Only the lines from the start of the entries up to and including the line with "impl_record!(Square: Default as" should be written out, exactly as they stand.
◆ ◆ ◆ ◆ ◆ ◆ ◆
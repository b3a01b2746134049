use core::fmt::Debug;
use std::rc::Rc;

use serde_json::json;
use vc_pickle::codec::CustomCodec;
use vc_pickle::dispatch::{ReadContext, WriteContext};
use vc_pickle::format::{Builder, Entry, Reader};
use vc_pickle::info::{Primitive, PrimitiveKind};
use vc_pickle::{
    CodecRegistry, PickleError, Pickler, Ref, Reflect, auto_register, impl_hierarchy, impl_record,
    register_subtype, shared,
};
use vc_pickle_format::{BinaryFormat, JsonFormat};

pub trait Shape: Reflect + Debug {
    fn area(&self) -> f64;
}

#[derive(Debug, Default)]
pub struct Circle {
    pub radius: f64,
}
impl_record!(Circle: Default as "circle" { radius });

impl Shape for Circle {
    fn area(&self) -> f64 {
        3.0 * self.radius * self.radius
    }
}

#[derive(Debug, Default)]
pub struct Square {
    pub side: f64,
}
impl_record!(Square: Default as "square" { side });

impl Shape for Square {
    fn area(&self) -> f64 {
        self.side * self.side
    }
}

/// Not among the closed alternatives of `dyn Shape`.
#[derive(Debug, Default)]
pub struct Triangle {
    pub base: f64,
    pub height: f64,
}
impl_record!(Triangle: Default as "triangle" { base, height });

impl Shape for Triangle {
    fn area(&self) -> f64 {
        self.base * self.height / 2.0
    }
}

/// Reached only through `auto_register!`.
#[derive(Debug, Default)]
pub struct Hexagon {
    pub side: f64,
}
impl_record!(Hexagon: Default as "hexagon" { side });

impl Shape for Hexagon {
    fn area(&self) -> f64 {
        6.0 * self.side
    }
}

impl_hierarchy!(dyn Shape { Circle, Square });

auto_register!(dyn Shape => Hexagon);

#[derive(Debug, Default)]
pub struct Canvas {
    pub shapes: Vec<Ref<dyn Shape>>,
    pub focus: Option<Ref<dyn Shape>>,
}
impl_record!(Canvas: Default { shapes, focus });

fn shape(value: impl Shape) -> Ref<dyn Shape> {
    shared(value)
}

fn areas(canvas: &Canvas) -> Vec<f64> {
    canvas.shapes.iter().map(|shape| shape.borrow().area()).collect()
}

#[test]
fn closed_alternatives_keep_their_concrete_type() {
    let square = shape(Square { side: 2.0 });
    let canvas = Canvas {
        shapes: vec![shape(Circle { radius: 1.0 }), square.clone()],
        focus: Some(square),
    };

    let json = vc_pickle::serialize(&JsonFormat, &canvas).unwrap();
    assert_eq!(json["shapes"][0], json!({"$tag": "circle", "$id": 0, "radius": 1.0}));
    assert_eq!(json["shapes"][1]["$tag"], json!("square"));
    assert_eq!(json["focus"], json!({"$ref": 1}));

    let back: Canvas = vc_pickle::deserialize(&JsonFormat, &json).unwrap();
    assert_eq!(areas(&back), [3.0, 4.0]);
    assert!(back.shapes[1].borrow().as_any().is::<Square>());
    assert!(Rc::ptr_eq(&back.shapes[1], back.focus.as_ref().unwrap()));
}

#[test]
fn runtime_subtypes_need_registration() {
    let canvas = Canvas {
        shapes: vec![shape(Triangle {
            base: 4.0,
            height: 3.0,
        })],
        focus: None,
    };

    let registry = CodecRegistry::new();
    let pickler = Pickler::with_registry(&registry);
    let bytes = pickler.serialize(&BinaryFormat, &canvas).unwrap();
    let err = pickler
        .deserialize::<Canvas, _>(&BinaryFormat, bytes.as_slice())
        .unwrap_err();
    assert_eq!(err, PickleError::UnknownType(String::from("triangle")));

    register_subtype!(registry, dyn Shape => Triangle);
    let back: Canvas = pickler.deserialize(&BinaryFormat, bytes.as_slice()).unwrap();
    assert_eq!(areas(&back), [6.0]);
}

#[test]
fn auto_registered_subtypes_reach_the_global_registry() {
    let canvas = Canvas {
        shapes: vec![shape(Hexagon { side: 1.5 })],
        focus: None,
    };
    let json = vc_pickle::serialize(&JsonFormat, &canvas).unwrap();
    let back: Canvas = vc_pickle::deserialize(&JsonFormat, &json).unwrap();
    assert_eq!(areas(&back), [9.0]);
}

#[test]
fn unknown_tags_are_rejected() {
    let json = json!({"shapes": [{"$tag": "octagon", "side": 1.0}], "focus": null});
    let err = vc_pickle::deserialize::<Canvas, _>(&JsonFormat, &json).unwrap_err();
    assert_eq!(err, PickleError::UnknownType(String::from("octagon")));
}

#[test]
fn tags_outside_the_hierarchy_are_rejected() {
    let json = json!({"shapes": [{"$tag": "u8", "$value": 1}], "focus": null});
    let err = vc_pickle::deserialize::<Canvas, _>(&JsonFormat, &json).unwrap_err();
    assert!(matches!(err, PickleError::TypeMismatch { .. }));
}

#[test]
fn unbounded_references_resolve_by_tag() {
    let registry = CodecRegistry::new();
    registry.register::<Square>();
    let pickler = Pickler::with_registry(&registry);

    let value: Ref<dyn Reflect> = shared(Square { side: 3.0 });
    let bytes = pickler.serialize(&BinaryFormat, &value).unwrap();
    let back: Ref<dyn Reflect> = pickler
        .deserialize(&BinaryFormat, bytes.as_slice())
        .unwrap();
    let back = back.borrow();
    assert_eq!(back.downcast_ref::<Square>().map(|s| s.side), Some(3.0));

    let text: Ref<dyn Reflect> = shared(String::from("plain"));
    let json = pickler.serialize(&JsonFormat, &text).unwrap();
    assert_eq!(json, json!({"$tag": "alloc::string::String", "$value": "plain"}));
}

// -----------------------------------------------------------------------------
// Custom codecs

/// Writes a square as its side, in a string.
struct SquareText;

impl CustomCodec for SquareText {
    fn write(
        &self,
        _cx: &mut WriteContext<'_>,
        builder: &mut dyn Builder,
        value: &dyn Reflect,
    ) -> Result<(), PickleError> {
        let square = value
            .downcast_ref::<Square>()
            .ok_or_else(|| PickleError::Encode(String::from("not a square")))?;
        builder.begin_entry(Entry::Str(&format!("side={}", square.side)))?;
        builder.end_entry()
    }

    fn read(
        &self,
        _cx: &mut ReadContext<'_>,
        reader: &mut dyn Reader,
    ) -> Result<Box<dyn Reflect>, PickleError> {
        let text = reader.read_str()?;
        let side = text
            .strip_prefix("side=")
            .and_then(|side| side.parse().ok())
            .ok_or_else(|| PickleError::Decode(format!("bad square `{text}`")))?;
        Ok(Box::new(Square { side }))
    }
}

#[test]
fn custom_codecs_take_priority() {
    let registry = CodecRegistry::new();
    registry.register_custom::<Square>(SquareText);
    let pickler = Pickler::with_registry(&registry);

    let json = pickler.serialize(&JsonFormat, &Square { side: 5.0 }).unwrap();
    assert_eq!(json, json!("side=5"));
    let back: Square = pickler.deserialize(&JsonFormat, &json).unwrap();
    assert_eq!(back.side, 5.0);

    let canvas = Canvas {
        shapes: vec![shape(Square { side: 1.0 })],
        focus: None,
    };
    let json = pickler.serialize(&JsonFormat, &canvas).unwrap();
    assert_eq!(json["shapes"][0], json!({"$tag": "square", "$id": 0, "$value": "side=1"}));
    let back: Canvas = pickler.deserialize(&JsonFormat, &json).unwrap();
    assert_eq!(areas(&back), [1.0]);
}

/// Writes every shape as its area, and reads it back as a square.
struct AreaOnly;

impl CustomCodec for AreaOnly {
    fn write(
        &self,
        _cx: &mut WriteContext<'_>,
        builder: &mut dyn Builder,
        value: &dyn Reflect,
    ) -> Result<(), PickleError> {
        let area = if let Some(circle) = value.downcast_ref::<Circle>() {
            circle.area()
        } else if let Some(square) = value.downcast_ref::<Square>() {
            square.area()
        } else {
            return Err(PickleError::Encode(String::from("unexpected shape")));
        };
        builder.begin_entry(Entry::Primitive(Primitive::F64(area)))?;
        builder.end_entry()
    }

    fn read(
        &self,
        _cx: &mut ReadContext<'_>,
        reader: &mut dyn Reader,
    ) -> Result<Box<dyn Reflect>, PickleError> {
        match reader.read_primitive(PrimitiveKind::F64)? {
            Primitive::F64(area) => Ok(Box::new(Square { side: area.sqrt() })),
            _ => Err(PickleError::Decode(String::from("expected an area"))),
        }
    }
}

#[test]
fn custom_codecs_for_abstract_types_end_the_search() {
    let registry = CodecRegistry::new();
    registry.register_custom::<dyn Shape>(AreaOnly);
    let pickler = Pickler::with_registry(&registry);

    let canvas = Canvas {
        shapes: vec![shape(Circle { radius: 2.0 })],
        focus: None,
    };
    let bytes = pickler.serialize(&BinaryFormat, &canvas).unwrap();
    let back: Canvas = pickler.deserialize(&BinaryFormat, bytes.as_slice()).unwrap();
    assert!(back.shapes[0].borrow().as_any().is::<Square>());
    assert!((areas(&back)[0] - 12.0).abs() < 1e-9);
}

/// Neither a closed alternative nor registered anywhere.
#[derive(Debug, Default)]
pub struct Pentagon {
    pub side: f64,
}
impl_record!(Pentagon: Default as "pentagon" { side });

impl Shape for Pentagon {
    fn area(&self) -> f64 {
        5.0 * self.side
    }
}

/// Writes pentagons as text and reads them back as ready `Ref<dyn Shape>`.
struct PentagonText;

impl CustomCodec for PentagonText {
    fn write(
        &self,
        _cx: &mut WriteContext<'_>,
        builder: &mut dyn Builder,
        value: &dyn Reflect,
    ) -> Result<(), PickleError> {
        let pentagon = value
            .downcast_ref::<Pentagon>()
            .ok_or_else(|| PickleError::Encode(String::from("not a pentagon")))?;
        builder.begin_entry(Entry::Str(&format!("pentagon:{}", pentagon.side)))?;
        builder.end_entry()
    }

    fn read(
        &self,
        _cx: &mut ReadContext<'_>,
        reader: &mut dyn Reader,
    ) -> Result<Box<dyn Reflect>, PickleError> {
        let text = reader.read_str()?;
        let side = text
            .strip_prefix("pentagon:")
            .and_then(|side| side.parse().ok())
            .ok_or_else(|| PickleError::Decode(format!("bad pentagon `{text}`")))?;
        Ok(Box::new(shape(Pentagon { side })))
    }
}

#[test]
fn abstract_codecs_read_tags_the_registry_does_not_know() {
    let registry = CodecRegistry::new();
    registry.register_custom::<dyn Shape>(PentagonText);
    let pickler = Pickler::with_registry(&registry);

    let pentagon = shape(Pentagon { side: 2.0 });
    let canvas = Canvas {
        shapes: vec![pentagon.clone()],
        focus: Some(pentagon),
    };

    let json = pickler.serialize(&JsonFormat, &canvas).unwrap();
    assert_eq!(
        json["shapes"][0],
        json!({"$tag": "pentagon", "$id": 0, "$value": "pentagon:2"})
    );
    assert_eq!(json["focus"], json!({"$ref": 0}));

    let back: Canvas = pickler.deserialize(&JsonFormat, &json).unwrap();
    assert_eq!(areas(&back), [10.0]);
    assert!(Rc::ptr_eq(&back.shapes[0], back.focus.as_ref().unwrap()));

    let bytes = pickler.serialize(&BinaryFormat, &canvas).unwrap();
    let back: Canvas = pickler.deserialize(&BinaryFormat, bytes.as_slice()).unwrap();
    assert!(back.shapes[0].borrow().as_any().is::<Pentagon>());
    assert!(Rc::ptr_eq(&back.shapes[0], back.focus.as_ref().unwrap()));
}
//! Items used by the exported macros. Not part of the public API.

#[cfg(feature = "auto_register")]
pub use inventory;

use crate::registry::CodecRegistry;

/// One [`auto_register!`](crate::auto_register) declaration.
pub struct AutoRegistration {
    pub register: fn(&CodecRegistry),
}

#[cfg(feature = "auto_register")]
inventory::collect!(AutoRegistration);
◆ ◆ ◆ ◆ ◆ ◆ ◆
- **RESULT**
repository b3a01b2746134049
use core::fmt::Debug;
use std::rc::Rc;

use serde_json::json;
use vc_pickle::codec::CustomCodec;
use vc_pickle::dispatch::{ReadContext, WriteContext};
use vc_pickle::format::{Builder, Entry, Reader};
use vc_pickle::info::{Primitive, PrimitiveKind};
use vc_pickle::{
    CodecRegistry, PickleError, Pickler, Ref, Reflect, auto_register, impl_hierarchy, impl_record,
    register_subtype, shared,
};
use vc_pickle_format::{BinaryFormat, JsonFormat};

pub trait Shape: Reflect + Debug {
    fn area(&self) -> f64;
}

#[derive(Debug, Default)]
pub struct Circle {
    pub radius: f64,
}
impl_record!(Circle: Default as "circle" { radius });

impl Shape for Circle {
    fn area(&self) -> f64 {
        3.0 * self.radius * self.radius
    }
}

#[derive(Debug, Default)]
pub struct Square {
    pub side: f64,
}
impl_record!(Square: Default as "square" { side });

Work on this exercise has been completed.